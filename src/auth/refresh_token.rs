//! Refresh Token Values
//!
//! Refresh tokens are:
//! - A random alphanumeric string of configurable length plus a UUID suffix,
//!   so two tokens minted in the same instant can never collide
//! - Hashed with SHA-256 before they reach the ledger (never stored in plaintext)
//! - Single-use: redeeming one revokes it (see `AuthService::refresh_token`)

use rand::distributions::Alphanumeric;
use rand::{thread_rng, Rng};
use sha2::{Digest, Sha256};
use uuid::Uuid;

/// Generate a new refresh token value (what the client stores)
pub fn generate_refresh_token(length: usize) -> String {
    let random: String = thread_rng()
        .sample_iter(&Alphanumeric)
        .take(length)
        .map(char::from)
        .collect();

    format!("{}{}", random, Uuid::new_v4().simple())
}

/// Ledger key for a refresh token value
pub fn hash_refresh_token(token: &str) -> String {
    let mut hasher = Sha256::new();
    hasher.update(token.as_bytes());
    format!("{:x}", hasher.finalize())
}

#[cfg(test)]
mod tests {
    use super::*;

    #[test]
    fn test_generate_refresh_token() {
        let token = generate_refresh_token(23);

        // random part + 32 hex chars of the UUID
        assert_eq!(token.len(), 23 + 32);
        assert!(token.chars().all(|c| c.is_ascii_alphanumeric()));
    }

    #[test]
    fn test_token_hashing() {
        let token = generate_refresh_token(23);
        let hash1 = hash_refresh_token(&token);
        let hash2 = hash_refresh_token(&token);

        assert_eq!(hash1, hash2);
        assert_ne!(token, hash1);
        assert_eq!(hash1.len(), 64);
    }

    #[test]
    fn test_different_tokens_different_hashes() {
        let hash1 = hash_refresh_token(&generate_refresh_token(23));
        let hash2 = hash_refresh_token(&generate_refresh_token(23));

        assert_ne!(hash1, hash2);
    }
}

_Task objective_
Look above for the line containing "use super::*;" and the line containing "assert_eq!(token.len(), 23 + 32);". Transcribe both, with the lines between them, exactly.

_Answer_
    use super::*;

    #[test]
    fn test_generate_refresh_token() {
        let token = generate_refresh_token(23);

        // random part + 32 hex chars of the UUID
        assert_eq!(token.len(), 23 + 32);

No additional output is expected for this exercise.